Your goal
Whichever lines include the word "crate", copy them as they appear in the data.

**** Material shown

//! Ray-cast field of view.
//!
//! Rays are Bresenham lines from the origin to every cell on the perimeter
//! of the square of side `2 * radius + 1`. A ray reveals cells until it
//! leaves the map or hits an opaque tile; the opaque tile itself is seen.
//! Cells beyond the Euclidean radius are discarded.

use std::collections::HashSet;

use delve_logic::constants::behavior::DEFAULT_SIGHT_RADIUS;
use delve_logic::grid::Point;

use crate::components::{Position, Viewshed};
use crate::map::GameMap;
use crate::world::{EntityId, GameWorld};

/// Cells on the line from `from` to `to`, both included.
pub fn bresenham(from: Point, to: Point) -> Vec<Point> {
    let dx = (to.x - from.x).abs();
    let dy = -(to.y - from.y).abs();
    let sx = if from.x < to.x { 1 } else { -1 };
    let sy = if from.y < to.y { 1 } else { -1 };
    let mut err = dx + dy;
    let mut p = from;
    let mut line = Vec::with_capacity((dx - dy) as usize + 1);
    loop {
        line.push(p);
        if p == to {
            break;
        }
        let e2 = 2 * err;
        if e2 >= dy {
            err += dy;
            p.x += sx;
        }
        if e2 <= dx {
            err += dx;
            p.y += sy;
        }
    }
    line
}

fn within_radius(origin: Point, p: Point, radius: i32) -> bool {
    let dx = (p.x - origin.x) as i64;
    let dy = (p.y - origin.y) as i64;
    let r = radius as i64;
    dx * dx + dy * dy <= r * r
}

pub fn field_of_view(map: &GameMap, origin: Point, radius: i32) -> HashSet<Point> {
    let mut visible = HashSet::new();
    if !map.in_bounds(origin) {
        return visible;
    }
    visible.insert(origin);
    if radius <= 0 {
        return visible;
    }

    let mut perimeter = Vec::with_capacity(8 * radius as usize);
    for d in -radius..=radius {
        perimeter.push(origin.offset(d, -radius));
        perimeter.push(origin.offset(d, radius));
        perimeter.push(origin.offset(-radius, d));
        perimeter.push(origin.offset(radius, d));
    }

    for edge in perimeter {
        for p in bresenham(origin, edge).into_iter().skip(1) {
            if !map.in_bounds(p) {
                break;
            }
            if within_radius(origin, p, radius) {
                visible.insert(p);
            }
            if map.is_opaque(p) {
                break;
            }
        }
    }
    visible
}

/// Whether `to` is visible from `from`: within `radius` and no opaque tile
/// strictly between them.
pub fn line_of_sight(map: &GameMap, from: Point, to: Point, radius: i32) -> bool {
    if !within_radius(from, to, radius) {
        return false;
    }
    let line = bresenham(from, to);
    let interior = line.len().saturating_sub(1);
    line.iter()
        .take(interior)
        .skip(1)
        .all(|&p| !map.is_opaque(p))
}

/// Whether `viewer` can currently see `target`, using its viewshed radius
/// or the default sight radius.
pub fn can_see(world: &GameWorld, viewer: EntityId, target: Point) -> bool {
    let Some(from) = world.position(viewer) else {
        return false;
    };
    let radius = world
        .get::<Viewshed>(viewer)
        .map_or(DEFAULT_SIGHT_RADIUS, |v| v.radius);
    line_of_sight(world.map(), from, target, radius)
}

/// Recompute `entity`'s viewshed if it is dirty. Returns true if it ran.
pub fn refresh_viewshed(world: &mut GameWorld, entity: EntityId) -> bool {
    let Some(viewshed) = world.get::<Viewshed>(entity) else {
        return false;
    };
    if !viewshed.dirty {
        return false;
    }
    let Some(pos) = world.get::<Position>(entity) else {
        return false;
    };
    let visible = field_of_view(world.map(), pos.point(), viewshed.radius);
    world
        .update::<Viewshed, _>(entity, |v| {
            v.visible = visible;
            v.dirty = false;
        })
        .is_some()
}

********
**** Material shown

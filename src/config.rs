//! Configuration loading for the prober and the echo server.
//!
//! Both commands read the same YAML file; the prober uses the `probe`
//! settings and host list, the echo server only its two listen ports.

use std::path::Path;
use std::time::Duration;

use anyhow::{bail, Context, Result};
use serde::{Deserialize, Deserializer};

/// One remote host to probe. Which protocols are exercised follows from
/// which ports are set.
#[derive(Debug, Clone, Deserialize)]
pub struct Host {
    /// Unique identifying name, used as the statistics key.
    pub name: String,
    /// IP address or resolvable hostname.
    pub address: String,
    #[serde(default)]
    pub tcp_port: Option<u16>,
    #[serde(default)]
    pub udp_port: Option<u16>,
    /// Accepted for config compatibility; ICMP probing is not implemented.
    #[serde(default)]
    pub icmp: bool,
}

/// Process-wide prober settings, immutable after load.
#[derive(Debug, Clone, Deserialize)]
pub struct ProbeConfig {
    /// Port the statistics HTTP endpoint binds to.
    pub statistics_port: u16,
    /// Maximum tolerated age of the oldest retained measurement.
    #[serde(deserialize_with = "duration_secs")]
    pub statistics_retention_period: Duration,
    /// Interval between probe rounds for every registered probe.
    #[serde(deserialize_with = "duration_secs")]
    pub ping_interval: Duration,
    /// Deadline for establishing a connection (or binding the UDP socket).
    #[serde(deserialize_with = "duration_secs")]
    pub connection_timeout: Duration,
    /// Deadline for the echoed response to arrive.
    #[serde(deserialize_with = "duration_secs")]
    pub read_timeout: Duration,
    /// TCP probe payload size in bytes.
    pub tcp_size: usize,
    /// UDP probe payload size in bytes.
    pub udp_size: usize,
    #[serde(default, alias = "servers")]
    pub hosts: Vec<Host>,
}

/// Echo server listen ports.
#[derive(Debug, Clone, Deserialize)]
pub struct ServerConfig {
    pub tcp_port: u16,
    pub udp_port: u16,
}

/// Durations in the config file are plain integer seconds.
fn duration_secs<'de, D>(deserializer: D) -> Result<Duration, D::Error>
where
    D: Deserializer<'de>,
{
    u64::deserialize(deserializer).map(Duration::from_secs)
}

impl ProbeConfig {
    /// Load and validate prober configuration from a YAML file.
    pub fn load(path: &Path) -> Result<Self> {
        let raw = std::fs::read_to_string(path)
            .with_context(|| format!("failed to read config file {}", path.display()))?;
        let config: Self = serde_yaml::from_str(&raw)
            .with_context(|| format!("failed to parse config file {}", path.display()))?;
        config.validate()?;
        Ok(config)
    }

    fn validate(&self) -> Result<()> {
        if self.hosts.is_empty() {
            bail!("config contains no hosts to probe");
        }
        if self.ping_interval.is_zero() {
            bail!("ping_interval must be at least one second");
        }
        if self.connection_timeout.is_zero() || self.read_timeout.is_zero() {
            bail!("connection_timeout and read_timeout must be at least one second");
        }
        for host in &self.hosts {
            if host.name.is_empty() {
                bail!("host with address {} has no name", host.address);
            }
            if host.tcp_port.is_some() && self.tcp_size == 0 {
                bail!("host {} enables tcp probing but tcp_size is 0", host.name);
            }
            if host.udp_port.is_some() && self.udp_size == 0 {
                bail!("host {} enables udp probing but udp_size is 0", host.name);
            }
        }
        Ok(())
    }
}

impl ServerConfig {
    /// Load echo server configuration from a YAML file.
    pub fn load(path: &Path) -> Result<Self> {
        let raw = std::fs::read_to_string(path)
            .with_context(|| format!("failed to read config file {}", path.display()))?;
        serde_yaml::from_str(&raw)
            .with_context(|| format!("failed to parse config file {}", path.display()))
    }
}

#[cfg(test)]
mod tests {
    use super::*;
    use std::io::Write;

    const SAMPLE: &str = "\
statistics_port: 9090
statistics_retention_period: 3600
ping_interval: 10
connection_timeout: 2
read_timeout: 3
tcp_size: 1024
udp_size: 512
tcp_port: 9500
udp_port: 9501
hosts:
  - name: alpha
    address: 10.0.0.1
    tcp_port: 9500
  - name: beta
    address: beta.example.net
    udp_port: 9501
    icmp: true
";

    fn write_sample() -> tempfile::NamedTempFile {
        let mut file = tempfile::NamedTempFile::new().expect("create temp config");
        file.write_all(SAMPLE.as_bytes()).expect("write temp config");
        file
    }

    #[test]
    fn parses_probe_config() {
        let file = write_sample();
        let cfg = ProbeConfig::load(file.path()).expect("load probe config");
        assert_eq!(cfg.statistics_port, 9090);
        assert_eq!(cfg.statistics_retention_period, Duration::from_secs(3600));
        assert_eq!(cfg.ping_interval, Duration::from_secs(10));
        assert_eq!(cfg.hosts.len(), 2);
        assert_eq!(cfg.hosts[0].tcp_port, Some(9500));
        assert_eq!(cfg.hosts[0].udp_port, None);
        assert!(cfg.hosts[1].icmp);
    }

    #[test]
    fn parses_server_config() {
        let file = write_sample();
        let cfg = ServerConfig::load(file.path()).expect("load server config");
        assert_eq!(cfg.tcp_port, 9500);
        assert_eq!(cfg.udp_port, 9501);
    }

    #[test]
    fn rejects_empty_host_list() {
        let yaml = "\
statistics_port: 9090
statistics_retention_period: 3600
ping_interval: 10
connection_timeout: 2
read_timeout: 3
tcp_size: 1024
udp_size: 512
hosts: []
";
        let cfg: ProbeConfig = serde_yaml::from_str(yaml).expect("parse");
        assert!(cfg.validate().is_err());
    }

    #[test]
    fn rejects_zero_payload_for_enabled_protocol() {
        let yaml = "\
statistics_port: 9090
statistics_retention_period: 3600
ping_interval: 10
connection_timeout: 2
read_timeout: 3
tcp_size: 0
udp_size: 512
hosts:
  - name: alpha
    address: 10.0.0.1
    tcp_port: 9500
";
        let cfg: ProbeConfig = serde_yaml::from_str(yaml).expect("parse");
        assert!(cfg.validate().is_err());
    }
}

********

Expected answer
use crate::components::{Position, Viewshed};
use crate::map::GameMap;
use crate::world::{EntityId, GameWorld};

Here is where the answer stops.